Patriot on the loose… Better Chris than Jack Ryan!

Image credits: DOUBLE VISION: Osama bin Lden is still big news after all this time. Time pundits got a new hobby!

I was rummaging around the secondhand book market here in Cairo and came up with Osama (2012) by Chris Ryan. I don’t usually go for the post-9/11 stuff but conspiratorial things are hinted at on the dust cover in relation to the still mysterious circumstances surrounding bin Laden’s burial at sea.

By Emad Aysha
What can I say about the book? I loved and loathed it at the same time. It’s riveting and written with a lot of military precision, but it’s also sloppy and full of plot holes, with the penultimate chapter made up entirely of copouts and loose ends.
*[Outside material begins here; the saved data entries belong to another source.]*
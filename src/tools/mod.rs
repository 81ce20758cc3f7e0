//! Built-in MCP tools.
//!
//! - `basic` - echo, server time, placeholder
//! - `math` - addition, multiplication, castellonian value
//! - `documents` - PDF upload into the shared upload store

pub mod basic;
pub mod documents;
pub mod math;

use std::sync::Arc;

use crate::error::Result;
use crate::mcp::handler::ToolRegistry;
use crate::service::UploadStore;

/// Register all built-in tools with the registry.
pub fn register_all_tools(
    registry: &mut ToolRegistry,
    uploads: Arc<UploadStore>,
    max_upload_bytes: usize,
) -> Result<()> {
    registry.register(basic::EchoTool)?;
    registry.register(basic::GetTimeTool)?;
    registry.register(math::AddNumbersTool)?;
    registry.register(math::MultiplyNumbersTool)?;
    registry.register(documents::UploadPdfTool::new(uploads, max_upload_bytes))?;
    registry.register(math::CastellonianTool)?;
    registry.register(basic::PlaceholderTool)?;
    Ok(())
}
//! Service layer: state shared between tools and resources.

pub mod uploads;

pub use uploads::{UploadStore, UploadedFile};
//! WebSocket transport.
//!
//! Each connection is served by one task that decodes and dispatches text
//! frames in arrival order, so responses keep request order.

use axum::extract::ws::{Message, WebSocket, WebSocketUpgrade};
use axum::extract::State;
use axum::response::IntoResponse;
use tracing::{debug, error, info, info_span, Instrument};
use uuid::Uuid;

use super::{dispatch_frame, HttpState};
use crate::mcp::codec::{self, ResponseOptions};
use crate::mcp::server::McpServer;

/// Upgrade handler for `/ws`.
pub async fn ws_handler(ws: WebSocketUpgrade, State(state): State<HttpState>) -> impl IntoResponse {
    let connection = Uuid::new_v4();
    ws.on_upgrade(move |socket| {
        handle_socket(socket, state).instrument(info_span!("ws", %connection))
    })
}

async fn handle_socket(mut socket: WebSocket, state: HttpState) {
    let metrics = state.server.metrics().clone();
    metrics.connection_opened();
    info!("WebSocket connection opened");

    while let Some(msg) = socket.recv().await {
        match msg {
            Ok(Message::Text(text)) => {
                debug!("Received frame: {}", text.as_str());
                let Some(reply) = process_text_frame(&state.server, text.as_str(), state.options).await
                else {
                    continue;
                };
                if let Err(e) = socket.send(Message::Text(reply.into())).await {
                    error!("Failed to send response: {}", e);
                    break;
                }
            }
            Ok(Message::Close(_)) => {
                debug!("WebSocket connection closed by client");
                break;
            }
            Ok(_) => {
                // binary, ping and pong frames carry no requests
            }
            Err(e) => {
                error!("WebSocket error: {}", e);
                break;
            }
        }
    }

    metrics.connection_closed();
    info!("WebSocket connection ended");
}

/// Decode, dispatch and encode one text frame. Returns `None` when nothing
/// should be sent back.
pub async fn process_text_frame(
    server: &McpServer,
    text: &str,
    options: ResponseOptions,
) -> Option<String> {
    let (_, response) = dispatch_frame(server, text.as_bytes()).await?;
    match codec::encode_response(&response, options) {
        Ok(json) => Some(json),
        Err(e) => {
            error!("Failed to serialize response: {}", e);
            None
        }
    }
}
//! Model Context Protocol (MCP) implementation.
//!
//! # Architecture
//!
//! - `protocol` - JSON-RPC envelopes and MCP payload types
//! - `codec` - Frame decoding and response encoding
//! - `handler` - Tool handler trait and registry
//! - `resources` - Resource handler trait and registry
//! - `server` - Method dispatcher
//! - `transport` - Line-delimited stdio transport

pub mod codec;
pub mod handler;
pub mod protocol;
pub mod resources;
pub mod server;
pub mod transport;

pub use handler::{ToolHandler, ToolRegistry};
pub use protocol::*;
pub use resources::{ResourceHandler, ResourceRegistry};
pub use server::McpServer;
pub use transport::{StdioTransport, Transport};
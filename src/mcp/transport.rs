//! MCP transport layer implementations.
//!
//! The stdio transport is a [`LineTransport`] over stdin/stdout: one JSON
//! document per line in each direction.

use async_trait::async_trait;
use tokio::io::{AsyncBufReadExt, AsyncRead, AsyncWrite, AsyncWriteExt, BufReader, Stdin, Stdout};
use tokio::sync::mpsc;
use tokio::task::JoinHandle;
use tracing::{debug, error, trace};

use crate::error::{Error, Result};
use crate::mcp::codec::{self, DecodeError, ResponseOptions};
use crate::mcp::protocol::{JsonRpcRequest, JsonRpcResponse};

/// A decoded inbound frame.
#[derive(Debug, Clone)]
pub enum Incoming {
    Request(JsonRpcRequest),
    Malformed(DecodeError),
}

/// Transport trait for MCP communication.
#[async_trait]
pub trait Transport: Send {
    /// Start the transport, returning channels for messages.
    async fn start(
        &mut self,
    ) -> Result<(mpsc::Receiver<Incoming>, mpsc::Sender<JsonRpcResponse>)>;

    /// Stop the transport. Responses already queued are written first.
    async fn stop(&mut self) -> Result<()>;
}

/// Line-delimited JSON over any async reader/writer pair.
pub struct LineTransport<R, W> {
    reader: Option<R>,
    writer: Option<W>,
    options: ResponseOptions,
    reader_task: Option<JoinHandle<()>>,
    writer_task: Option<JoinHandle<()>>,
}

/// Stdio transport for MCP.
pub type StdioTransport = LineTransport<Stdin, Stdout>;

impl LineTransport<Stdin, Stdout> {
    /// Create a transport over the process's stdin and stdout.
    pub fn stdio() -> Self {
        Self::new(tokio::io::stdin(), tokio::io::stdout())
    }
}

impl<R, W> LineTransport<R, W>
where
    R: AsyncRead + Unpin + Send + 'static,
    W: AsyncWrite + Unpin + Send + 'static,
{
    pub fn new(reader: R, writer: W) -> Self {
        Self {
            reader: Some(reader),
            writer: Some(writer),
            options: ResponseOptions::default(),
            reader_task: None,
            writer_task: None,
        }
    }

    pub fn with_options(mut self, options: ResponseOptions) -> Self {
        self.options = options;
        self
    }
}

#[async_trait]
impl<R, W> Transport for LineTransport<R, W>
where
    R: AsyncRead + Unpin + Send + 'static,
    W: AsyncWrite + Unpin + Send + 'static,
{
    async fn start(
        &mut self,
    ) -> Result<(mpsc::Receiver<Incoming>, mpsc::Sender<JsonRpcResponse>)> {
        let reader = self
            .reader
            .take()
            .ok_or_else(|| Error::Internal("transport already started".to_string()))?;
        let mut writer = self
            .writer
            .take()
            .ok_or_else(|| Error::Internal("transport already started".to_string()))?;

        // Channel for incoming messages (from the reader)
        let (incoming_tx, incoming_rx) = mpsc::channel::<Incoming>(100);
        // Channel for outgoing messages (to the writer)
        let (outgoing_tx, mut outgoing_rx) = mpsc::channel::<JsonRpcResponse>(100);

        self.reader_task = Some(tokio::spawn(async move {
            let mut reader = BufReader::new(reader);
            let mut line = Vec::new();

            loop {
                line.clear();
                match reader.read_until(b'\n', &mut line).await {
                    Ok(0) => {
                        debug!("EOF on input, stopping transport");
                        break;
                    }
                    Ok(_) => {
                        let Some(msg) = decode_line(&line) else {
                            continue;
                        };
                        if incoming_tx.send(msg).await.is_err() {
                            break;
                        }
                    }
                    Err(e) => {
                        error!("Error reading input: {}", e);
                        break;
                    }
                }
            }
        }));

        let options = self.options;
        self.writer_task = Some(tokio::spawn(async move {
            while let Some(response) = outgoing_rx.recv().await {
                match codec::encode_response(&response, options) {
                    Ok(s) => {
                        trace!("Sending: {}", s);
                        if let Err(e) = writer.write_all(s.as_bytes()).await {
                            error!("Error writing output: {}", e);
                            break;
                        }
                        if let Err(e) = writer.write_all(b"\n").await {
                            error!("Error writing newline: {}", e);
                            break;
                        }
                        if let Err(e) = writer.flush().await {
                            error!("Error flushing output: {}", e);
                            break;
                        }
                    }
                    Err(e) => {
                        error!("Error serializing message: {}", e);
                    }
                }
            }
        }));

        Ok((incoming_rx, outgoing_tx))
    }

    async fn stop(&mut self) -> Result<()> {
        if let Some(reader) = self.reader_task.take() {
            reader.abort();
        }
        // ends once every sender is dropped and the queue is drained
        if let Some(writer) = self.writer_task.take() {
            writer
                .await
                .map_err(|e| Error::Internal(format!("writer task failed: {}", e)))?;
        }
        Ok(())
    }
}

/// Decode one raw input line. Blank lines yield `None`; bytes that are not
/// UTF-8 are a parse error like any other malformed frame.
fn decode_line(raw: &[u8]) -> Option<Incoming> {
    let text = match std::str::from_utf8(raw) {
        Ok(text) => text.trim(),
        Err(e) => return Some(Incoming::Malformed(DecodeError::Parse(e.to_string()))),
    };
    if text.is_empty() {
        return None;
    }

    trace!("Received: {}", text);
    Some(match codec::decode_request(text) {
        Ok(req) => Incoming::Request(req),
        Err(e) => Incoming::Malformed(e),
    })
}
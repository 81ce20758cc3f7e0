//! General-purpose tools: echo, server time and a placeholder.

use async_trait::async_trait;
use chrono::{Local, SecondsFormat};
use serde_json::Value;
use std::collections::HashMap;

use crate::error::Result;
use crate::mcp::handler::{get_display_arg, success_result, ToolHandler};
use crate::mcp::protocol::{Tool, ToolResult};
use crate::tool_schema;

/// Echo tool.
pub struct EchoTool;

#[async_trait]
impl ToolHandler for EchoTool {
    fn definition(&self) -> Tool {
        Tool {
            name: "echo".to_string(),
            description: "Echo back the input message".to_string(),
            input_schema: tool_schema!(["message"],
                "message": {
                    "type": "string",
                    "description": "Message to echo back"
                }
            ),
        }
    }

    async fn execute(&self, args: HashMap<String, Value>) -> Result<ToolResult> {
        let message = get_display_arg(&args, "message");
        Ok(success_result(format!("Echo: {}", message)))
    }
}

/// Current server time tool.
pub struct GetTimeTool;

#[async_trait]
impl ToolHandler for GetTimeTool {
    fn definition(&self) -> Tool {
        Tool {
            name: "get_time".to_string(),
            description: "Get current server time".to_string(),
            input_schema: tool_schema!([]),
        }
    }

    async fn execute(&self, _args: HashMap<String, Value>) -> Result<ToolResult> {
        let now = Local::now().to_rfc3339_opts(SecondsFormat::Micros, false);
        Ok(success_result(format!("Current server time: {}", now)))
    }
}

/// Placeholder for a custom tool.
pub struct PlaceholderTool;

#[async_trait]
impl ToolHandler for PlaceholderTool {
    fn definition(&self) -> Tool {
        Tool {
            name: "placeholder_tool".to_string(),
            description: "A placeholder tool for your custom implementation".to_string(),
            input_schema: tool_schema!(["input"],
                "input": {
                    "type": "string",
                    "description": "Input parameter for your custom tool"
                }
            ),
        }
    }

    async fn execute(&self, args: HashMap<String, Value>) -> Result<ToolResult> {
        let input = get_display_arg(&args, "input");
        Ok(success_result(format!(
            "Placeholder tool executed with input: {}",
            input
        )))
    }
}
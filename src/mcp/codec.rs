//! Wire encoding shared by every transport.
//!
//! All adapters decode and encode through this module so that the same
//! logical exchange yields the same response body on stdio, HTTP and
//! WebSocket. Only framing differs.

use serde_json::Value;
use thiserror::Error;

use crate::error::Result;
use crate::mcp::protocol::{error_codes, JsonRpcError, JsonRpcRequest, JsonRpcResponse, RequestId};

/// Why an inbound frame could not be turned into a request.
#[derive(Debug, Clone, PartialEq, Error)]
pub enum DecodeError {
    /// Not valid JSON.
    #[error("Parse error: {0}")]
    Parse(String),

    /// Valid JSON, but not a request object.
    #[error("Invalid request: {message}")]
    Invalid {
        id: Option<RequestId>,
        message: String,
    },
}

impl DecodeError {
    pub fn is_parse(&self) -> bool {
        matches!(self, Self::Parse(_))
    }

    pub fn code(&self) -> i32 {
        match self {
            Self::Parse(_) => error_codes::PARSE_ERROR,
            Self::Invalid { .. } => error_codes::INVALID_REQUEST,
        }
    }

    /// Error response for the frame. The id is `null` unless one could be
    /// read from an otherwise invalid request.
    pub fn into_response(self) -> JsonRpcResponse {
        let code = self.code();
        let message = self.to_string();
        let id = match self {
            Self::Parse(_) => None,
            Self::Invalid { id, .. } => id,
        };
        JsonRpcResponse::failure(id, JsonRpcError::new(code, message))
    }
}

/// Decode one wire message into a request.
pub fn decode_request(text: &str) -> std::result::Result<JsonRpcRequest, DecodeError> {
    let value: Value =
        serde_json::from_str(text).map_err(|e| DecodeError::Parse(e.to_string()))?;

    let id = match &value {
        Value::Object(map) => map
            .get("id")
            .and_then(|id| serde_json::from_value::<RequestId>(id.clone()).ok()),
        Value::Array(_) => {
            return Err(DecodeError::Invalid {
                id: None,
                message: "batch requests are not supported".to_string(),
            })
        }
        _ => {
            return Err(DecodeError::Invalid {
                id: None,
                message: "expected a JSON object".to_string(),
            })
        }
    };

    let mut request: JsonRpcRequest = serde_json::from_value(value)
        .map_err(|e| DecodeError::Invalid {
            id: id.clone(),
            message: e.to_string(),
        })?;

    match &request.params {
        Some(Value::Null) => request.params = None,
        Some(Value::Object(_)) | Some(Value::Array(_)) | None => {}
        Some(_) => {
            return Err(DecodeError::Invalid {
                id,
                message: "params must be an object or array".to_string(),
            })
        }
    }

    Ok(request)
}

/// Decode a raw frame. Bytes that are not UTF-8 are a parse error.
pub fn decode_request_bytes(raw: &[u8]) -> std::result::Result<JsonRpcRequest, DecodeError> {
    let text = std::str::from_utf8(raw).map_err(|e| DecodeError::Parse(e.to_string()))?;
    decode_request(text)
}

/// Adapter-level response shaping.
#[derive(Debug, Clone, Copy, Default, PartialEq, Eq)]
pub struct ResponseOptions {
    /// Coerce numeric ids to strings, for clients that reject numbers.
    pub stringify_ids: bool,
}

impl ResponseOptions {
    pub fn apply(&self, mut response: JsonRpcResponse) -> JsonRpcResponse {
        if self.stringify_ids {
            if let Some(RequestId::Number(n)) = &response.id {
                response.id = Some(RequestId::String(n.to_string()));
            }
        }
        response
    }
}

/// Encode a response as a single JSON document (no trailing newline).
pub fn encode_response(response: &JsonRpcResponse, options: ResponseOptions) -> Result<String> {
    let response = options.apply(response.clone());
    Ok(serde_json::to_string(&response)?)
}

/// Decode a response previously produced by [`encode_response`].
pub fn decode_response(text: &str) -> Result<JsonRpcResponse> {
    Ok(serde_json::from_str(text)?)
}
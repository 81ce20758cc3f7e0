//! Prometheus metrics for monitoring.

use std::sync::atomic::{AtomicU64, Ordering};
use std::sync::Arc;
use std::time::Instant;

/// Metrics collector.
#[derive(Debug, Default)]
pub struct Metrics {
    /// Requests dispatched (notifications excluded)
    pub requests_total: AtomicU64,
    /// Requests answered with a result
    pub requests_success: AtomicU64,
    /// Requests answered with an error
    pub requests_failed: AtomicU64,
    /// Notifications received
    pub notifications_total: AtomicU64,
    /// Tool calls
    pub tool_calls: AtomicU64,
    /// Frames that failed to decode
    pub decode_errors: AtomicU64,
    /// Open WebSocket connections
    pub websocket_connections: AtomicU64,
}

impl Metrics {
    /// Create a new metrics collector.
    pub fn new() -> Arc<Self> {
        Arc::new(Self::default())
    }

    pub fn inc_requests(&self) {
        self.requests_total.fetch_add(1, Ordering::Relaxed);
    }

    pub fn inc_success(&self) {
        self.requests_success.fetch_add(1, Ordering::Relaxed);
    }

    pub fn inc_failed(&self) {
        self.requests_failed.fetch_add(1, Ordering::Relaxed);
    }

    pub fn inc_notifications(&self) {
        self.notifications_total.fetch_add(1, Ordering::Relaxed);
    }

    pub fn inc_tool_calls(&self) {
        self.tool_calls.fetch_add(1, Ordering::Relaxed);
    }

    pub fn inc_decode_errors(&self) {
        self.decode_errors.fetch_add(1, Ordering::Relaxed);
    }

    pub fn connection_opened(&self) {
        self.websocket_connections.fetch_add(1, Ordering::Relaxed);
    }

    pub fn connection_closed(&self) {
        // saturate at zero
        let _ = self.websocket_connections.fetch_update(
            Ordering::Relaxed,
            Ordering::Relaxed,
            |n| Some(n.saturating_sub(1)),
        );
    }

    /// Get all metrics as a snapshot.
    pub fn snapshot(&self) -> MetricsSnapshot {
        MetricsSnapshot {
            requests_total: self.requests_total.load(Ordering::Relaxed),
            requests_success: self.requests_success.load(Ordering::Relaxed),
            requests_failed: self.requests_failed.load(Ordering::Relaxed),
            notifications_total: self.notifications_total.load(Ordering::Relaxed),
            tool_calls: self.tool_calls.load(Ordering::Relaxed),
            decode_errors: self.decode_errors.load(Ordering::Relaxed),
            websocket_connections: self.websocket_connections.load(Ordering::Relaxed),
        }
    }

    /// Export metrics in Prometheus format.
    pub fn to_prometheus(&self) -> String {
        let s = self.snapshot();
        format!(
            r#"# HELP mcp_requests_total Total number of requests
# TYPE mcp_requests_total counter
mcp_requests_total {}

# HELP mcp_requests_success Requests answered with a result
# TYPE mcp_requests_success counter
mcp_requests_success {}

# HELP mcp_requests_failed Requests answered with an error
# TYPE mcp_requests_failed counter
mcp_requests_failed {}

# HELP mcp_notifications_total Notifications received
# TYPE mcp_notifications_total counter
mcp_notifications_total {}

# HELP mcp_tool_calls Tool calls count
# TYPE mcp_tool_calls counter
mcp_tool_calls {}

# HELP mcp_decode_errors Frames that could not be decoded
# TYPE mcp_decode_errors counter
mcp_decode_errors {}

# HELP mcp_websocket_connections Open WebSocket connections
# TYPE mcp_websocket_connections gauge
mcp_websocket_connections {}
"#,
            s.requests_total,
            s.requests_success,
            s.requests_failed,
            s.notifications_total,
            s.tool_calls,
            s.decode_errors,
            s.websocket_connections
        )
    }
}

/// Metrics snapshot.
#[derive(Debug, Clone, PartialEq, Eq, serde::Serialize)]
pub struct MetricsSnapshot {
    pub requests_total: u64,
    pub requests_success: u64,
    pub requests_failed: u64,
    pub notifications_total: u64,
    pub tool_calls: u64,
    pub decode_errors: u64,
    pub websocket_connections: u64,
}

/// Timer for measuring durations.
pub struct Timer {
    start: Instant,
}

impl Timer {
    /// Start a new timer.
    pub fn start() -> Self {
        Self {
            start: Instant::now(),
        }
    }

    /// Get elapsed time in milliseconds.
    pub fn elapsed_ms(&self) -> u64 {
        self.start.elapsed().as_millis() as u64
    }
}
I could also fault the author for the crudeness and crassness of his racial stereotyping, but it's best to be charitable about these things since the man is an actual war hero and has been to hell and back.

The story begins with the SEAL team's attack on Osama bin Laden’s so-called hideout in Pakistan, with a British SAS team providing some extra support. This is where things begin to go wrong from a writing perspective.

You have the hero, Joe, and his best friend, and they’ve commandeered a house and are holding the occupant hostage, and Joe’s comrade almost kills the guy to keep him silent, with Jo reprimanding him.

Then, for some reason, when they’re on the outside and find a young couple up to no good, the comrade hesitates to shoot the girl to stop them from sounding an alarm, and Joe does it instead. That doesn’t make sense, given the pairing just a minute ago, and there’s also a missing character in this.

An informer of sorts, they call the Doctor, who also tries to sound the alarm, for them to kill him, only to discover he’s a lookalike. So where’d the real one go, and why did he not play any role from then on?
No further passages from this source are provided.